San Luis Reservoir

​San Luis reservoir sits about 15 miles west of Los Banos off of Highway 152-on the west side of the San Joaquin Valley in central California. The huge 2 million acre foot reservoir  sits in the Pacheco Pass-and  is the largest off stream reservoir in the world. The large upper lake located behind the dam is actually a huge water holding tank-where water from the Delta  is transported south by the California Aqueduct to the lower and much smaller San Luis Forebay – which is then lifted up into the main lake by huge pumps. When the need for water arises, the same pumps expel the water back into the lower Forebay where the  California  Aqueduct now  moves the water farther south- all the way to  Los Angeles.

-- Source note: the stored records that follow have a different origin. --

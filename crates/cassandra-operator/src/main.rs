//! Cassandra Operator - multi-datacenter Cassandra clusters on Kubernetes

use std::sync::Arc;
use std::time::Duration;

use clap::Parser;
use futures::StreamExt;
use k8s_openapi::api::apps::v1::StatefulSet;
use kube::runtime::watcher::Config as WatcherConfig;
use kube::runtime::Controller;
use kube::{Api, Client, CustomResourceExt};

use cassandra_cluster::{error_policy, reconcile, Context};
use cassandra_common::crd::CassandraCluster;
use cassandra_common::telemetry::{init_telemetry, TelemetryConfig};
use cassandra_common::DEFAULT_JOLOKIA_PORT;

/// Keeps CassandraCluster resources converged, one rack at a time
#[derive(Parser, Debug)]
#[command(name = "cassandra-operator", version, about, long_about = None)]
struct Cli {
    /// Print the CassandraCluster CRD manifest and exit
    #[arg(long)]
    crd: bool,

    /// Only watch clusters in this namespace (all namespaces when unset)
    #[arg(long, env = "WATCH_NAMESPACE")]
    namespace: Option<String>,

    /// Port of the Jolokia agent inside Cassandra pods
    #[arg(long, default_value_t = DEFAULT_JOLOKIA_PORT)]
    jolokia_port: u16,

    /// Timeout of a single Jolokia request, in seconds
    #[arg(long, default_value_t = 10)]
    jolokia_timeout_secs: u64,

    /// Resync period of a converged cluster, in seconds
    #[arg(long, default_value_t = 60)]
    requeue_secs: u64,

    /// Human-readable logs instead of JSON
    #[arg(long)]
    text_logs: bool,
}

#[tokio::main]
async fn main() -> anyhow::Result<()> {
    let cli = Cli::parse();

    if cli.crd {
        let crd = serde_yaml::to_string(&CassandraCluster::crd())
            .map_err(|e| anyhow::anyhow!("Failed to serialize CRD: {}", e))?;
        println!("{crd}");
        return Ok(());
    }

    init_telemetry(TelemetryConfig {
        json: !cli.text_logs,
        ..Default::default()
    })?;

    run_controller(cli).await
}

async fn run_controller(cli: Cli) -> anyhow::Result<()> {
    let client = Client::try_default()
        .await
        .map_err(|e| anyhow::anyhow!("Failed to create Kubernetes client: {}", e))?;

    let (clusters, statefulsets): (Api<CassandraCluster>, Api<StatefulSet>) = match &cli.namespace {
        Some(ns) => (
            Api::namespaced(client.clone(), ns),
            Api::namespaced(client.clone(), ns),
        ),
        None => (Api::all(client.clone()), Api::all(client.clone())),
    };

    let ctx = Arc::new(
        Context::builder(client)
            .jolokia_port(cli.jolokia_port)
            .jolokia_timeout(Duration::from_secs(cli.jolokia_timeout_secs))
            .idle_requeue(Duration::from_secs(cli.requeue_secs))
            .build()?,
    );

    tracing::info!(
        namespace = cli.namespace.as_deref().unwrap_or("*"),
        jolokia_port = cli.jolokia_port,
        "starting CassandraCluster controller"
    );

    Controller::new(clusters, WatcherConfig::default())
        .owns(statefulsets, WatcherConfig::default())
        .shutdown_on_signal()
        .run(reconcile, error_policy, ctx)
        .for_each(|result| async move {
            match result {
                Ok(action) => {
                    tracing::debug!(?action, "Cluster reconciliation completed");
                }
                Err(e) => {
                    tracing::error!(error = ?e, "Cluster reconciliation error");
                }
            }
        })
        .await;

    tracing::info!("controller stopped");
    Ok(())
}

The drought has affected the big lake, but since the lake is so large- there are still alot of productive areas to fish. The lake is probably in the best shape of any Valley reservoir this season-and the fishing has been good for us. Many folks have heard that the lake is empty-but the truth is its’ in pretty good shape with lots of fish.

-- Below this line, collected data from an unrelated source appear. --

//! Creation and completion of per-rack actions

use chrono::{DateTime, Utc};
use k8s_openapi::api::apps::v1::StatefulSet;
use tracing::info;

#[cfg(test)]
use mockall::automock;

use cassandra_common::crd::{
    ActionName, ActionStatus, CassandraCluster, DcRack, LastAction, RackStatus,
};
use cassandra_common::kube_utils::{desired_replicas, statefulset_rolled_out};
use cassandra_common::Error;

use crate::resources::{pod_template_hash, stored_hash};

/// Decides which action a rack should be carrying out.
///
/// Called once per rack and pass with the rack's stored StatefulSet; may
/// start a new action on a quiescent rack or close a converged one.
#[cfg_attr(test, automock)]
pub trait RackActions: Send + Sync {
    /// Update `rack_status` with the action the rack needs next
    fn next_action(
        &self,
        cc: &CassandraCluster,
        rack: &DcRack,
        stored: &StatefulSet,
        rack_status: &mut RackStatus,
        now: DateTime<Utc>,
    ) -> Result<(), Error>;
}

/// Actions derived from the difference between spec and StatefulSet
pub struct StatefulSetActions;

impl RackActions for StatefulSetActions {
    fn next_action(
        &self,
        cc: &CassandraCluster,
        rack: &DcRack,
        stored: &StatefulSet,
        rack_status: &mut RackStatus,
        now: DateTime<Utc>,
    ) -> Result<(), Error> {
        let replicas = desired_replicas(stored);
        let action = &mut rack_status.last_action;

        if action.status.is_in_flight() {
            if statefulset_rolled_out(stored) && replicas == rack.nodes {
                info!(dc_rack = %rack.key(), action = %action.name, "action done");
                action.advance(ActionStatus::Done, now)?;
            }
            return Ok(());
        }
        if !rack_status.is_quiescent() {
            return Ok(());
        }

        let next = if rack.nodes > replicas {
            Some(ActionName::ScaleUp)
        } else if rack.nodes < replicas {
            Some(ActionName::ScaleDown)
        } else if stored_hash(stored) != Some(pod_template_hash(cc, rack)?.as_str()) {
            Some(ActionName::UpdateStatefulSet)
        } else {
            None
        };
        if let Some(name) = next {
            info!(dc_rack = %rack.key(), action = %name, from = replicas, to = rack.nodes, "starting action");
            rack_status.last_action = LastAction::start(name, ActionStatus::ToDo, now);
        }
        Ok(())
    }
}

#[cfg(test)]
mod tests {
    use super::*;
    use cassandra_common::crd::ClusterPhase;

    use crate::fixtures::{cluster, ready};
    use crate::resources::build_statefulset;

    fn quiescent() -> RackStatus {
        RackStatus {
            phase: ClusterPhase::Running,
            last_action: LastAction::start(ActionName::Initializing, ActionStatus::Done, Utc::now()),
        }
    }

    fn rack(cc: &CassandraCluster) -> DcRack {
        cc.spec.dc_racks().remove(0)
    }

    #[test]
    fn matching_statefulset_needs_nothing() {
        let cc = cluster(&[("west", 3, &["r1"])]);
        let stored = ready(build_statefulset(&cc, &rack(&cc), 3).unwrap());
        let mut status = quiescent();
        StatefulSetActions
            .next_action(&cc, &rack(&cc), &stored, &mut status, Utc::now())
            .unwrap();
        assert!(status.is_quiescent());
    }

    #[test]
    fn replica_difference_starts_a_scale_action() {
        let cc = cluster(&[("west", 3, &["r1"])]);
        let up = ready(build_statefulset(&cc, &rack(&cc), 2).unwrap());
        let mut status = quiescent();
        StatefulSetActions
            .next_action(&cc, &rack(&cc), &up, &mut status, Utc::now())
            .unwrap();
        assert!(status.is_at(ActionName::ScaleUp, ActionStatus::ToDo));

        let down = ready(build_statefulset(&cc, &rack(&cc), 5).unwrap());
        let mut status = quiescent();
        StatefulSetActions
            .next_action(&cc, &rack(&cc), &down, &mut status, Utc::now())
            .unwrap();
        assert!(status.is_at(ActionName::ScaleDown, ActionStatus::ToDo));
    }

    #[test]
    fn template_drift_starts_an_update() {
        let mut cc = cluster(&[("west", 3, &["r1"])]);
        let stored = ready(build_statefulset(&cc, &rack(&cc), 3).unwrap());
        cc.spec.image = "cassandra:5.0".to_string();
        let mut status = quiescent();
        StatefulSetActions
            .next_action(&cc, &rack(&cc), &stored, &mut status, Utc::now())
            .unwrap();
        assert!(status.is_at(ActionName::UpdateStatefulSet, ActionStatus::ToDo));
        assert!(status.last_action.end_time.is_none());
    }

    #[test]
    fn pending_action_is_left_alone() {
        let cc = cluster(&[("west", 3, &["r1"])]);
        let stored = ready(build_statefulset(&cc, &rack(&cc), 2).unwrap());
        let mut status = quiescent();
        status.last_action = LastAction::start(ActionName::UpdateResources, ActionStatus::ToDo, Utc::now());
        StatefulSetActions
            .next_action(&cc, &rack(&cc), &stored, &mut status, Utc::now())
            .unwrap();
        assert!(status.is_at(ActionName::UpdateResources, ActionStatus::ToDo));
    }

    mod completion {
        use super::*;

        #[test]
        fn converged_rollout_completes_the_action() {
            let cc = cluster(&[("west", 3, &["r1"])]);
            let stored = ready(build_statefulset(&cc, &rack(&cc), 3).unwrap());
            let mut status = quiescent();
            status.last_action = LastAction::start(ActionName::ScaleUp, ActionStatus::Ongoing, Utc::now());
            StatefulSetActions
                .next_action(&cc, &rack(&cc), &stored, &mut status, Utc::now())
                .unwrap();
            assert!(status.is_at(ActionName::ScaleUp, ActionStatus::Done));
            assert!(status.last_action.end_time.is_some());
        }

        #[test]
        fn scale_down_waits_for_the_target_count() {
            let cc = cluster(&[("west", 1, &["r1"])]);
            let stored = ready(build_statefulset(&cc, &rack(&cc), 2).unwrap());
            let mut status = quiescent();
            status.last_action = LastAction::start(ActionName::ScaleDown, ActionStatus::Ongoing, Utc::now());
            StatefulSetActions
                .next_action(&cc, &rack(&cc), &stored, &mut status, Utc::now())
                .unwrap();
            assert!(status.is_at(ActionName::ScaleDown, ActionStatus::Ongoing));
        }

        #[test]
        fn unconverged_rollout_keeps_the_action_open() {
            let cc = cluster(&[("west", 3, &["r1"])]);
            let mut stored = ready(build_statefulset(&cc, &rack(&cc), 3).unwrap());
            stored.metadata.generation = Some(2);
            let mut status = quiescent();
            status.last_action =
                LastAction::start(ActionName::UpdateResources, ActionStatus::Ongoing, Utc::now());
            StatefulSetActions
                .next_action(&cc, &rack(&cc), &stored, &mut status, Utc::now())
                .unwrap();
            assert_eq!(status.last_action.status, ActionStatus::Ongoing);
        }
    }
}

The large upper main lake, as well as the smaller Forebay, have good populations of striped bass that anglers have pursued since the late 60’s. Several striped bass WR’s have been set here, including Hank Ferguson’s WR striper of over 67 pounds back in the 1980’s as well as several line class flyfishing WR’s over 50 pounds . A monstrous 70 pound striper was caught by a local angler in  2013  that was weighed on the local  Baitshops  scales-but the fisherman who didn’t care about records-took the fish home and ate it! The scales proved to be pretty accurate-so it would have probably been the first freshwater striped bass to break the 70 pound barrier-as well as being a new WR!

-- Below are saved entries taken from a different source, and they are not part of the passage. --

//! Datacenter and rack layout of a cluster

use std::collections::BTreeMap;

use schemars::JsonSchema;
use serde::{Deserialize, Serialize};

use crate::kube_utils::dc_rack_key;

/// Datacenter used when the topology declares none
pub const DEFAULT_DC_NAME: &str = "dc1";

/// Rack used when a datacenter declares none
pub const DEFAULT_RACK_NAME: &str = "rack1";

/// Ordered list of datacenters
#[derive(Clone, Debug, Default, Deserialize, Serialize, JsonSchema, PartialEq, Eq)]
#[serde(rename_all = "camelCase")]
pub struct Topology {
    /// Datacenters in processing order
    #[serde(default, skip_serializing_if = "Vec::is_empty")]
    pub dc: Vec<Datacenter>,
}

/// A named group of racks
#[derive(Clone, Debug, Default, Deserialize, Serialize, JsonSchema, PartialEq, Eq)]
#[serde(rename_all = "camelCase")]
pub struct Datacenter {
    /// Datacenter name as announced by the snitch
    pub name: String,

    /// Per-rack node count for this datacenter, overriding the cluster default
    #[serde(default, skip_serializing_if = "Option::is_none")]
    pub nodes_per_racks: Option<i32>,

    /// Token count for nodes of this datacenter
    #[serde(default, skip_serializing_if = "Option::is_none")]
    pub num_tokens: Option<i32>,

    /// Labels used to schedule this datacenter's pods
    #[serde(default, skip_serializing_if = "BTreeMap::is_empty")]
    pub labels: BTreeMap<String, String>,

    /// Racks in processing order
    #[serde(default, skip_serializing_if = "Vec::is_empty")]
    pub rack: Vec<Rack>,
}

/// A rack inside a datacenter; one StatefulSet per rack
#[derive(Clone, Debug, Default, Deserialize, Serialize, JsonSchema, PartialEq, Eq)]
#[serde(rename_all = "camelCase")]
pub struct Rack {
    /// Rack name as announced by the snitch
    pub name: String,

    /// Node count for this rack only
    #[serde(default, skip_serializing_if = "Option::is_none")]
    pub nodes_per_racks: Option<i32>,

    /// Labels used to schedule this rack's pods
    #[serde(default, skip_serializing_if = "BTreeMap::is_empty")]
    pub labels: BTreeMap<String, String>,
}

/// A resolved (datacenter, rack) pair with its position in the topology
#[derive(Clone, Debug, PartialEq, Eq)]
pub struct DcRack {
    /// Datacenter name
    pub dc: String,
    /// Rack name
    pub rack: String,
    /// Index of the datacenter in the topology
    pub dc_index: usize,
    /// Index of the rack in its datacenter
    pub rack_index: usize,
    /// Resolved node count for this rack
    pub nodes: i32,
    /// Token count of the datacenter, if set
    pub num_tokens: Option<i32>,
    /// Datacenter labels overlaid with rack labels
    pub labels: BTreeMap<String, String>,
}

impl DcRack {
    /// Key used for status entries and resource names
    pub fn key(&self) -> String {
        dc_rack_key(&self.dc, &self.rack)
    }
}

impl Datacenter {
    /// Node count every rack of this datacenter inherits
    pub fn nodes_per_racks(&self, default: i32) -> i32 {
        self.nodes_per_racks.unwrap_or(default)
    }

    /// Racks of the datacenter, with the implicit default rack when none is set
    pub fn racks(&self) -> Vec<Rack> {
        if self.rack.is_empty() {
            vec![Rack {
                name: DEFAULT_RACK_NAME.to_string(),
                ..Default::default()
            }]
        } else {
            self.rack.clone()
        }
    }

    /// Resolved node count of every rack, in declared order
    pub fn rack_nodes(&self, default: i32) -> Vec<i32> {
        let dc_nodes = self.nodes_per_racks(default);
        self.racks()
            .iter()
            .map(|r| r.nodes_per_racks.unwrap_or(dc_nodes))
            .collect()
    }

    /// True when at least one rack of the datacenter should run nodes
    pub fn has_nodes(&self, default: i32) -> bool {
        self.rack_nodes(default).iter().any(|n| *n > 0)
    }
}

impl Topology {
    /// Datacenters, with the implicit default datacenter when none is set
    pub fn datacenters(&self) -> Vec<Datacenter> {
        if self.dc.is_empty() {
            vec![Datacenter {
                name: DEFAULT_DC_NAME.to_string(),
                ..Default::default()
            }]
        } else {
            self.dc.clone()
        }
    }

    /// Look up a datacenter by name
    pub fn find_dc(&self, name: &str) -> Option<Datacenter> {
        self.datacenters().into_iter().find(|dc| dc.name == name)
    }

    /// Every (dc, rack) pair in processing order
    pub fn dc_racks(&self, default_nodes: i32) -> Vec<DcRack> {
        self.datacenters()
            .iter()
            .enumerate()
            .flat_map(|(dc_index, dc)| {
                let dc_nodes = dc.nodes_per_racks(default_nodes);
                dc.racks()
                    .into_iter()
                    .enumerate()
                    .map(move |(rack_index, rack)| {
                        let mut labels = dc.labels.clone();
                        labels.extend(rack.labels.clone());
                        DcRack {
                            dc: dc.name.clone(),
                            rack: rack.name.clone(),
                            dc_index,
                            rack_index,
                            nodes: rack.nodes_per_racks.unwrap_or(dc_nodes),
                            num_tokens: dc.num_tokens,
                            labels,
                        }
                    })
                    .collect::<Vec<_>>()
            })
            .collect()
    }

    /// Number of (dc, rack) pairs
    pub fn dc_rack_count(&self) -> usize {
        self.datacenters().iter().map(|dc| dc.racks().len()).sum()
    }

    /// Name of the first datacenter of `old` that no longer exists here
    pub fn removed_dc_name(&self, old: &Topology) -> Option<String> {
        old.datacenters()
            .into_iter()
            .find(|dc| self.find_dc(&dc.name).is_none())
            .map(|dc| dc.name)
    }

    /// First datacenter asked to go to zero nodes while `old` still ran nodes there
    pub fn dc_scaled_to_zero(
        &self,
        default_nodes: i32,
        old: &Topology,
        old_default_nodes: i32,
    ) -> Option<Datacenter> {
        self.datacenters().into_iter().find(|dc| {
            !dc.has_nodes(default_nodes)
                && old
                    .find_dc(&dc.name)
                    .is_some_and(|old_dc| old_dc.has_nodes(old_default_nodes))
        })
    }
}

Most anglers opt to fish the big upper reservoir since it has a lot more deep structure and various fish holding areas -giving them more options for fishing. At full the lake is nearly 300 feet  at it’s deepest. The preferred methods for  catching stripers here seems to fall into  several main categories. Trolling or downrigging lures, dunking minnows, soaking bait, throwing topwater plugs and  casting the shoreline with ripbaits all work at times. Since the lake is closed to  boats at night, there is also a cadre of anglers who cast lures from shore in the darkness. These nocturnal anglers catch many of the bigger and very wary stripers that  come in shallow to feed -when its quiet and dark.

Sitting in a pass between the coast and the central Valley-San Luis is known for it’s wind, as well as it huge waves created by the gusting breezes. Cool weather on the coast, and warm hot rising air in the Valley creates a northern wind that can howl through the pass and lake areas. Fall and winter months are much more moderate-with winds that are also milder overall than the summer months. Carefully watching out for rising windy conditions is part of fishing at San Luis. Planning your trip so you have  calmer conditions is key here. 

The Forebay is a very shallow reservoir and rarely exceeds 30 feet in depth. Home to a good number of stripers-the fish  tend to be smaller than the upper big lake fish on average. The winter months seem to be the best time to fish for the Forebay stripers-although fish can be taken year round. The bigger wary fish are usually harder to catch here since the water is so shallow.

Deepwater structure, good numbers of all sizes of fish, islands, bays as well as lots of areas to explore all work to make the big lake the main choice for most striper anglers visiting the reservoir. It’s reputation for producing lots of huge trophy stripers precedes it, making it a destination of choice for many serious striper fishermen. It’s your turn!